Moore, who is asthmatic, is critical of measures taken by Fairfield Infants School and Bosmere Junior Schools, to try and manage the virus. She says promises to conduct more outdoor learning have failed to materialise, with once-a-week PE class the only outdoor activity occurring.

She told HuffPost UK: “My gut feeling is that the schools are doing the best they can. They are being pushed to get children over the threshold, get the targets and get the figures, but it’s at the cost of lives.

“The government wants children back at school, parents going back to work and money being put into the economy.”

Moore says despite the school’s efforts to maintain social distancing, children sit “shoulder to shoulder” in classes, one of her daughters has been hugged by another student and in one incident, spit droplets from a teacher speaking in close proximity landed on her daughter.   

She and her husband both work from home and are home-schooling their daughters, and although they are not receiving school support, she says they are thriving. 

“The big drive from the government has been all about mental health. [But] how damaging will it be for a child if they brought Covid home and killed one of their parents?”

- Angela Moore

 

This week, a Department for Education (DfE) spokesperson said: “It is vital for all children to be in school where possible. The chief medical officer has highlighted the damage caused to children’s education, development and mental health from not being in school.

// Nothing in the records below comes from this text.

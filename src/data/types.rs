use crate::error::{ImbalanceError, Result};
use rust_decimal::Decimal;
use serde::{Deserialize, Serialize};
use std::fmt;

/// A single price level: price and resting volume
#[derive(Debug, Clone, Copy, PartialEq, Eq, Serialize, Deserialize)]
pub struct PriceLevel {
    pub price: Decimal,
    pub volume: u64,
}

impl PriceLevel {
    pub fn new(price: Decimal, volume: u64) -> Self {
        Self { price, volume }
    }
}

impl From<(Decimal, u64)> for PriceLevel {
    fn from((price, volume): (Decimal, u64)) -> Self {
        Self { price, volume }
    }
}

/// Order book snapshot as delivered by the feed.
///
/// Bids are best (highest) first, asks are best (lowest) first. Ordering is
/// trusted, not validated.
#[derive(Debug, Clone, Default, PartialEq, Eq, Serialize, Deserialize)]
pub struct OrderBookSnapshot {
    pub bids: Vec<PriceLevel>,
    pub asks: Vec<PriceLevel>,
}

impl OrderBookSnapshot {
    pub fn new(bids: Vec<PriceLevel>, asks: Vec<PriceLevel>) -> Self {
        Self { bids, asks }
    }

    /// Build a snapshot from `(price, volume)` pairs
    pub fn from_levels(bids: &[(Decimal, u64)], asks: &[(Decimal, u64)]) -> Self {
        Self {
            bids: bids.iter().copied().map(PriceLevel::from).collect(),
            asks: asks.iter().copied().map(PriceLevel::from).collect(),
        }
    }

    pub fn best_bid(&self) -> Option<&PriceLevel> {
        self.bids.first()
    }

    pub fn best_ask(&self) -> Option<&PriceLevel> {
        self.asks.first()
    }

    /// Mid price between best bid and best ask
    pub fn mid_price(&self) -> Option<Decimal> {
        let bid = self.best_bid()?.price;
        let ask = self.best_ask()?.price;
        Some((bid + ask) / Decimal::TWO)
    }

    pub fn spread(&self) -> Option<Decimal> {
        Some(self.best_ask()?.price - self.best_bid()?.price)
    }
}

/// Order book imbalance in [-1, 1].
///
/// +1.0 = all volume on the bid, -1.0 = all volume on the ask.
#[derive(Debug, Clone, Copy, PartialEq, PartialOrd, Default, Serialize, Deserialize)]
#[serde(try_from = "f64", into = "f64")]
pub struct ImbalanceScore(f64);

impl ImbalanceScore {
    /// Sentinel for a snapshot with no considered volume
    pub const ZERO: ImbalanceScore = ImbalanceScore(0.0);

    pub fn new(value: f64) -> Result<Self> {
        if value.is_nan() || !(-1.0..=1.0).contains(&value) {
            return Err(ImbalanceError::invalid(format!(
                "imbalance score must be within [-1, 1], got {}",
                value
            )));
        }
        Ok(Self(value))
    }

    /// Ratio of a difference to a sum of non-negative terms; float rounding
    /// can only push it onto the bounds, never past them.
    pub(crate) fn from_ratio(value: f64) -> Self {
        Self(value.clamp(-1.0, 1.0))
    }

    pub fn value(self) -> f64 {
        self.0
    }
}

impl TryFrom<f64> for ImbalanceScore {
    type Error = ImbalanceError;

    fn try_from(value: f64) -> Result<Self> {
        Self::new(value)
    }
}

impl From<ImbalanceScore> for f64 {
    fn from(score: ImbalanceScore) -> f64 {
        score.0
    }
}

impl fmt::Display for ImbalanceScore {
    fn fmt(&self, f: &mut fmt::Formatter<'_>) -> fmt::Result {
        match f.precision() {
            Some(p) => write!(f, "{:.*}", p, self.0),
            None => write!(f, "{}", self.0),
        }
    }
}

/// One point of the rolling imbalance history
#[derive(Debug, Clone, Copy, PartialEq, Serialize, Deserialize)]
pub struct HistoryEntry {
    /// Monotonic seconds since the stream started
    pub timestamp: f64,
    pub score: ImbalanceScore,
}

impl HistoryEntry {
    pub fn new(timestamp: f64, score: ImbalanceScore) -> Self {
        Self { timestamp, score }
    }
}

/// Discrete trading signal derived from the latest score
#[derive(Debug, Clone, Copy, PartialEq, Eq, Hash, Serialize, Deserialize)]
pub enum Signal {
    StrongBuy,
    StrongSell,
    Neutral,
}

impl Signal {
    /// Human label used by the presentation layer
    pub fn label(self) -> &'static str {
        match self {
            Signal::StrongBuy => "STRONG BUY",
            Signal::StrongSell => "STRONG SELL",
            Signal::Neutral => "Neutral",
        }
    }

    /// Short, lowercase name for metric labels
    pub fn as_str(self) -> &'static str {
        match self {
            Signal::StrongBuy => "strong_buy",
            Signal::StrongSell => "strong_sell",
            Signal::Neutral => "neutral",
        }
    }
}

impl fmt::Display for Signal {
    fn fmt(&self, f: &mut fmt::Formatter<'_>) -> fmt::Result {
        f.write_str(self.label())
    }
}

#[cfg(test)]
mod tests {
    use super::*;
    use rust_decimal_macros::dec;

    #[test]
    fn test_score_rejects_out_of_range() {
        assert!(ImbalanceScore::new(1.0).is_ok());
        assert!(ImbalanceScore::new(-1.0).is_ok());
        assert!(ImbalanceScore::new(1.0001).is_err());
        assert!(ImbalanceScore::new(-1.5).is_err());
        assert!(ImbalanceScore::new(f64::NAN).is_err());
    }

    #[test]
    fn test_score_display_precision() {
        let score = ImbalanceScore::new(0.454545).unwrap();
        assert_eq!(format!("{:.2}", score), "0.45");
    }

    #[test]
    fn test_mid_price_and_spread() {
        let snapshot = OrderBookSnapshot::from_levels(
            &[(dec!(100), 50), (dec!(99), 30)],
            &[(dec!(101), 20)],
        );
        assert_eq!(snapshot.mid_price(), Some(dec!(100.5)));
        assert_eq!(snapshot.spread(), Some(dec!(1)));
    }

    #[test]
    fn test_empty_side_has_no_mid() {
        let snapshot = OrderBookSnapshot::from_levels(&[], &[(dec!(101), 20)]);
        assert!(snapshot.mid_price().is_none());
    }

    #[test]
    fn test_snapshot_deserializes_from_json() {
        let json = r#"{
            "bids": [{"price": "100.00", "volume": 50}],
            "asks": [{"price": "101.00", "volume": 20}]
        }"#;
        let snapshot: OrderBookSnapshot = serde_json::from_str(json).unwrap();
        assert_eq!(snapshot.bids[0].volume, 50);
        assert_eq!(snapshot.asks[0].price, dec!(101.00));
    }

    #[test]
    fn test_score_deserialize_validates_range() {
        assert!(serde_json::from_str::<ImbalanceScore>("0.5").is_ok());
        assert!(serde_json::from_str::<ImbalanceScore>("2.0").is_err());
    }
}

“Children are at very low risk from the virus, with only 0.2% of state-funded pupils who were absent from school last week having a confirmed case.

“Schools, colleges and early years settings across the country have worked hard to remain open, implementing safety measures and scaling up remote education provision for those children who are self-isolating.”

It comes after the latest attendance figures from the DfE showed that between 7% and 8% of state school pupils – up to 650,000 children – did not attend school for Covid-19-related reasons on Thursday last week.

More than a quarter (28%) of schools reported having one or more pupils self-isolating after being told to do so due to potential contact with a Covid-19 case inside the school on December 3, though that was down from 33% the week before.

Nearly a fifth (19%) of secondary school pupils were absent from class on December 3, down from 22%, the figures revealed.

Moore said: “The big drive from the government has been all about mental health. My argument there will be: ‘How damaging will it be for a child to their mental health if they brought Covid home and killed one of their parents?’ I know that seems to some quite drastic, but that to me is the reality.”

Moore fears she too will be pushed to deregister her children amid the threat of fines for unauthorised absences.

The school has not responded to requests for comment. 

This week one teacher’s union came forward to suggest schools should be given the flexibility to switch to remote learning for the final few days of term.

It comes as schools were warned to see a “steep drop” in the number of pupils attending class next week as parents seek to prioritise family safety ahead of Christmas, the headteachers’ union NAHT said.

Paul Whiteman, NAHT general secretary, said remote learning was an “obvious and straightforward solution”.

Whiteman said: “It is only natural that many parents will prioritise family safety over attending school in the last few days of term and keep their children at home.”  

Schools standards minister Nick Gibb told MPs on Tuesday that schools will be allowed to take an inset day on the last Friday of term to provide a “clear six days” ahead of Christmas Eve so teachers and heads do not have to “engage with track and trace issues” throughout the festive break.